[EXERCISE OBJECTIVE]: Using the listing, copy each whole line that features "Manager".

[EXERCISE MATERIAL]:
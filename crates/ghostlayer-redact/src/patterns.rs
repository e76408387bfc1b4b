//! Pattern library
//!
//! The ordered catalog of built-in detection rules and the generator that
//! turns a literal learned phrase into a boundary-aware regular expression.
//!
//! Catalog order matters only for determinism: overlap resolution ranks
//! candidates by span length, so contextual rules ("BIN: 123...") beat the
//! bare identifier they contain simply by being longer.

use ghostlayer_core::Category;
use once_cell::sync::Lazy;
use regex::Regex;
use tracing::error;

use crate::validators::{
    is_valid_card_number, is_valid_kz_iin, is_valid_ru_inn, is_valid_us_ssn, Validator,
};

/// Inspects the text that follows a match; the match is dropped when it
/// returns false
pub type TrailingGuard = fn(&str) -> bool;

/// A compiled built-in detection rule
#[derive(Debug)]
pub struct SystemPattern {
    /// Stable rule id, reported as `Match::rule_id`
    pub id: &'static str,

    /// Display label
    pub label: &'static str,

    pub category: Category,

    pub regex: Regex,

    /// Drops candidates that fail a structural or checksum test
    pub validator: Option<Validator>,

    /// Context check on the text after the match
    pub trailing_guard: Option<TrailingGuard>,
}

impl SystemPattern {
    /// Whether a raw regex hit should become a candidate
    pub fn accepts(&self, matched: &str, rest: &str) -> bool {
        self.validator.is_none_or(|validate| validate(matched))
            && self.trailing_guard.is_none_or(|guard| guard(rest))
    }
}

struct PatternSpec {
    id: &'static str,
    label: &'static str,
    category: Category,
    source: &'static str,
    validator: Option<Validator>,
    trailing_guard: Option<TrailingGuard>,
}

const fn spec(
    id: &'static str,
    label: &'static str,
    category: Category,
    source: &'static str,
) -> PatternSpec {
    PatternSpec {
        id,
        label,
        category,
        source,
        validator: None,
        trailing_guard: None,
    }
}

const fn validated(
    id: &'static str,
    label: &'static str,
    category: Category,
    source: &'static str,
    validator: Validator,
) -> PatternSpec {
    PatternSpec {
        id,
        label,
        category,
        source,
        validator: Some(validator),
        trailing_guard: None,
    }
}

// Plain credit-card, RF passport, EIN, IBAN and date rules are pure shape
// matches with no checksum and will flag coincidental digit runs.
const CATALOG: &[PatternSpec] = &[
    // Contextual anchors
    spec(
        "contract_number_en",
        "Contract/Agreement No (EN)",
        Category::ContractNumber,
        r"(?i)(?:Agreement|Contract|Policy|Reference)\s*(?:No\.?|Number|#)?\s*:?\s*[A-Z0-9]{2,10}[-/][A-Z0-9\-/]+",
    ),
    spec(
        "contract_number",
        "Contract Number",
        Category::ContractNumber,
        r"(?i)№\s*[\dА-Яа-яA-Za-z\-/]+(?:\s+от\s+\d{1,2}[.\s]+[а-яА-Я]+\s+\d{4})?",
    ),
    spec(
        "id_document",
        "ID Document Number",
        Category::IdDocument,
        r"(?i)(?:Удостоверение\s+личности|паспорт|документ)\s*:?\s*№?\s*\d{6,12}",
    ),
    spec(
        "bic_code",
        "BIC/SWIFT Code",
        Category::Bic,
        r"(?i)(?:БИК|BIC|SWIFT)\s*:?\s*[A-Z]{4}[A-Z]{2}[A-Z0-9]{2}(?:[A-Z0-9]{3})?",
    ),
    spec(
        "date_text_ru",
        "Date (Text RU)",
        Category::Date,
        r"(?i)\b\d{1,2}\s+(?:января|февраля|марта|апреля|мая|июня|июля|августа|сентября|октября|ноября|декабря)\s+\d{4}(?:\s+года?)?\b",
    ),
    spec(
        "context_bin",
        "BIN/IIN (Context)",
        Category::KzIin,
        r"(?i)(?:БИН|BIN|ИИН|IIN)\s*:?\s*\d{12}\b",
    ),
    spec(
        "context_person",
        "Person (Context)",
        Category::UserMemory,
        r"(?:Генеральный\s+директор|Финансовый\s+директор|Директор|Сотрудник|Гр\.|Гражданин|Заявитель|Истец|Ответчик|Signed by|Employee|Manager|Контактное\s+лицо(?:\s+по\s+договору)?)\s*:?\s+(?:[А-ЯЁ][а-яёА-ЯЁ]+\s+){1,2}[А-ЯЁ][а-яёА-ЯЁ]+",
    ),
    spec(
        "context_person_en",
        "Person (Context EN)",
        Category::PersonName,
        r"(?:Represented\s+by|Project\s+Lead|Manager|CEO|Officer|Partner|Secretary|Contact|Name|Witnessed\s+By)\s*:?\s+(?:[A-Z][a-z]+\s+){1,3}[A-Z][a-z]+",
    ),
    spec(
        "ip_person",
        "Individual Entrepreneur",
        Category::UserMemory,
        r"(?:ИП|Индивидуальный\s+предприниматель)\s+[А-ЯЁ][а-яёА-ЯЁ]+\s+(?:[А-ЯЁ][а-яёА-ЯЁ]+\s+[А-ЯЁ][а-яёА-ЯЁ]+|[А-ЯЁ]\.[А-ЯЁ]?\.?)",
    ),
    // Surname, given name, patronymic, including declined forms
    spec(
        "fio_patronymic",
        "Full Name (Patronymic)",
        Category::PersonName,
        r"\b[А-ЯЁ][а-яёА-ЯЁ]+\s+[А-ЯЁ][а-яёА-ЯЁ]+\s+[А-ЯЁ][а-яёА-ЯЁ]*(?:вич|вна|ович|овна|евич|евна|ич|ична)(?:а|у|ем|ом|ой|е)?\b",
    ),
    spec(
        "fio_short",
        "Name (Short)",
        Category::PersonName,
        r"\b[А-ЯЁ][а-яёА-ЯЁ]+\s+[А-ЯЁ]\.[А-ЯЁ]?\.",
    ),
    spec(
        "name_honorific",
        "Name (Honorific)",
        Category::PersonName,
        r"\b(?:Mr\.|Mrs\.|Ms\.|Dr\.|Prof\.)\s+[A-Z][a-z]+(?:\s+[A-Z][a-z]+){1,2}\b",
    ),
    spec(
        "company_quoted",
        "Company (Quoted)",
        Category::Company,
        r#"(?i)(?:ТОО|ООО|АО|ИП|LLP|LLC|JSC)\s+["«'‘“][^"»'’”]+["»'’”]"#,
    ),
    spec(
        "company_en",
        "Company (EN)",
        Category::Company,
        r"\b(?:[A-Z][a-zA-Z0-9&]+\s+)+(?:(?:Inc\.|Ltd\.|Co\.|Corp\.)|(?:LLC|Corporation|Limited|Company|Bank)\b)",
    ),
    spec(
        "address_full",
        "Address (Full)",
        Category::Address,
        r"(?i)\d{6},?\s+г\.\s*[А-ЯЁ][а-яёА-ЯЁ\-]+(?:,\s+(?:ул\.|улица|мкр\.|микрорайон|пр\.|проспект)\s+[А-Яа-яЁё0-9\-.]+(?:[-\s]*\d+)?)?(?:,\s*(?:д\.|дом)\s*\d+[а-яА-Я]?)?",
    ),
    PatternSpec {
        id: "address_city_only",
        label: "Address (City)",
        category: Category::Address,
        source: r"(?i)(?:город|г\.)\s+[А-ЯЁ][а-яёА-ЯЁ\-]{2,}",
        validator: None,
        trailing_guard: Some(city_terminator),
    },
    spec(
        "address_us_full",
        "Address (US Full)",
        Category::Address,
        r"\b\d+\s+[A-Z][a-z0-9\s]+(?:Street|St|Avenue|Ave|Drive|Dr|Road|Rd|Blvd|Lane|Ln|Way|Plaza|Sq)\b(?:.{1,50}?)?,\s*[A-Z][a-zA-Z\s]+,\s*[A-Z]{2}\s+\d{5}(?:-\d{4})?",
    ),
    // General data
    validated(
        "us_ssn",
        "SSN (US)",
        Category::Ssn,
        r"\b\d{3}-\d{2}-\d{4}\b",
        is_valid_us_ssn,
    ),
    spec("us_ein", "EIN (US)", Category::Ein, r"\b\d{2}-\d{7}\b"),
    spec(
        "us_routing",
        "Routing Number (US)",
        Category::RoutingNumber,
        r"(?i)\b(?:Routing\s+Number|ABA)\s*:?\s*(\d{9})\b",
    ),
    spec(
        "bank_account_context",
        "Bank Account (Context)",
        Category::BankAccount,
        r"(?i)\b(?:Account\s+Number|Account\s+No\.?|ACC)\s*:?\s*(\d{6,17})\b",
    ),
    spec(
        "driver_license_context",
        "Driver License (Context)",
        Category::DriverLicense,
        r"(?i)\b(?:Driver'?s\s+License|DL|Lic)\s*:?\s*([A-Z0-9-]{5,20})\b",
    ),
    spec(
        "email",
        "Email Address",
        Category::Email,
        r"\b[A-Za-z0-9._%+-]+@[A-Za-z0-9.-]+\.[A-Za-z]{2,}\b",
    ),
    spec(
        "phone_intl",
        "Phone (International)",
        Category::Phone,
        r"(?:\+?\d{1,3}[-. ]*)?(?:\(\d{3}\)|\d{3})[-. ]*\d{3}[-. ]*\d{4}(?: *x\d+)?",
    ),
    spec(
        "url",
        "URL / Website",
        Category::Url,
        r"https?://(www\.)?[-a-zA-Z0-9@:%._+~#=]{1,256}\.[a-zA-Z0-9()]{1,6}\b([-a-zA-Z0-9()@:%_+.~#?&/=]*)",
    ),
    validated(
        "credit_card",
        "Credit Card",
        Category::CreditCard,
        r"\b(?:\d[ -]*?){13,16}\b",
        is_valid_card_number,
    ),
    // Kazakhstan
    validated(
        "kz_iin",
        "IIN / BIN (Raw)",
        Category::KzIin,
        r"\b\d{12}\b",
        is_valid_kz_iin,
    ),
    spec(
        "kz_phone",
        "Phone (KZ)",
        Category::KzPhone,
        r"(?:\+7|8)\s*\(?7\d{2}\)?\s*\d{3}[-\s]*\d{2}[-\s]*\d{2}",
    ),
    // Russia
    spec(
        "rf_passport",
        "RF Passport",
        Category::RfPassport,
        r"\b\d{4}\s?\d{6}\b",
    ),
    validated(
        "inn",
        "INN (RU)",
        Category::Inn,
        r"\b\d{10}\b|\b\d{12}\b",
        is_valid_ru_inn,
    ),
    // Other
    spec(
        "date",
        "Date",
        Category::Date,
        r"\b(?:0[1-9]|[12][0-9]|3[01])[./-](?:0[1-9]|1[0-2])[./-](?:19|20)\d{2}\b",
    ),
    spec(
        "iban",
        "IBAN",
        Category::Iban,
        r"\b[A-Z]{2}\d{2}[A-Z0-9]{12,30}\b",
    ),
    spec(
        "date_text_en",
        "Date (Text EN)",
        Category::Date,
        r"(?i)\b(?:January|February|March|April|May|June|July|August|September|October|November|December)\s+\d{1,2},?\s+\d{4}\b",
    ),
];

/// Compiled catalog, in evaluation order
pub static SYSTEM_PATTERNS: Lazy<Vec<SystemPattern>> = Lazy::new(|| {
    CATALOG
        .iter()
        .filter_map(|spec| match Regex::new(spec.source) {
            Ok(regex) => Some(SystemPattern {
                id: spec.id,
                label: spec.label,
                category: spec.category,
                regex,
                validator: spec.validator,
                trailing_guard: spec.trailing_guard,
            }),
            Err(e) => {
                error!("System pattern '{}' failed to compile: {}", spec.id, e);
                None
            }
        })
        .collect()
});

/// Look up a compiled system pattern by id
pub fn system_pattern(id: &str) -> Option<&'static SystemPattern> {
    SYSTEM_PATTERNS.iter().find(|p| p.id == id)
}

/// A city name must be followed by punctuation, a line break, a lowercase
/// continuation word or the end of the text; this keeps "г. 2024" style
/// abbreviations from being read as an address.
fn city_terminator(rest: &str) -> bool {
    let trimmed = rest.trim_start();
    let skipped = &rest[..rest.len() - trimmed.len()];

    match trimmed.chars().next() {
        None => true,
        Some(',' | '.' | '\n') => true,
        Some(c) if !skipped.is_empty() && is_cyrillic_letter(c) => true,
        Some(_) => skipped.contains('\n'),
    }
}

fn is_cyrillic_letter(c: char) -> bool {
    matches!(c, 'а'..='я' | 'А'..='Я' | 'ё' | 'Ё')
}

/// Letters tolerated after a learned stem (Russian and Kazakh inflections)
const SUFFIX_CLASS: &str = "[а-яА-Яa-zA-ZәіңғүұқөһӘІҢҒҮҰҚӨҺ]{0,4}";

/// Trailing vowels and soft signs dropped to form a stem
const STEM_ENDINGS: &[char] = &['а', 'я', 'о', 'е', 'и', 'ы', 'ь', 'й', 'А', 'Я', 'О', 'Е', 'И', 'Ы', 'Ь', 'Й'];

/// Maximum whitespace run accepted between the words of a phrase
const MAX_WORD_GAP: usize = 4;

/// Turn a learned phrase into a regex source
///
/// - Multi-word phrases: every word escaped, words joined by a bounded
///   whitespace run.
/// - Single words shorter than 4 characters: escaped literal.
/// - Longer single words: the final vowel is dropped and up to four letters
///   may follow, so a stored root still matches declined forms.
///
/// Word boundaries are added on each edge whose character is a word
/// character. The result always compiles; an empty phrase yields an empty
/// source, which callers skip.
pub fn generate_smart_pattern(phrase: &str) -> String {
    let clean = phrase.trim();
    if clean.is_empty() {
        return String::new();
    }

    if clean.chars().any(char::is_whitespace) {
        let gap = format!(r"\s{{1,{}}}", MAX_WORD_GAP);
        let body = clean
            .split_whitespace()
            .map(regex::escape)
            .collect::<Vec<_>>()
            .join(&gap);
        return wrap_boundaries(clean, &body);
    }

    if clean.chars().count() < 4 {
        return wrap_boundaries(clean, &regex::escape(clean));
    }

    let stem = clean.strip_suffix(STEM_ENDINGS).unwrap_or(clean);

    match stem.chars().last() {
        Some(last) if last.is_alphabetic() => {
            let leading = if starts_with_word_char(stem) { r"\b" } else { "" };
            format!(r"{}{}{}\b", leading, regex::escape(stem), SUFFIX_CLASS)
        }
        _ => wrap_boundaries(clean, &regex::escape(clean)),
    }
}

/// Literal, boundary-aware pattern for a phrase (used for whitelist phrases
/// and propagated entities)
pub fn literal_pattern(phrase: &str) -> String {
    wrap_boundaries(phrase, &regex::escape(phrase))
}

fn wrap_boundaries(raw: &str, body: &str) -> String {
    let leading = if starts_with_word_char(raw) { r"\b" } else { "" };
    let trailing = if ends_with_word_char(raw) { r"\b" } else { "" };
    format!("{}{}{}", leading, body, trailing)
}

fn is_word_char(c: char) -> bool {
    c.is_alphanumeric() || c == '_'
}

fn starts_with_word_char(s: &str) -> bool {
    s.chars().next().is_some_and(is_word_char)
}

fn ends_with_word_char(s: &str) -> bool {
    s.chars().last().is_some_and(is_word_char)
}

#[cfg(test)]
mod tests;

[COMPLETED EXERCISE]:
        r"(?:Генеральный\s+директор|Финансовый\s+директор|Директор|Сотрудник|Гр\.|Гражданин|Заявитель|Истец|Ответчик|Signed by|Employee|Manager|Контактное\s+лицо(?:\s+по\s+договору)?)\s*:?\s+(?:[А-ЯЁ][а-яёА-ЯЁ]+\s+){1,2}[А-ЯЁ][а-яёА-ЯЁ]+",
        r"(?:Represented\s+by|Project\s+Lead|Manager|CEO|Officer|Partner|Secretary|Contact|Name|Witnessed\s+By)\s*:?\s+(?:[A-Z][a-z]+\s+){1,3}[A-Z][a-z]+",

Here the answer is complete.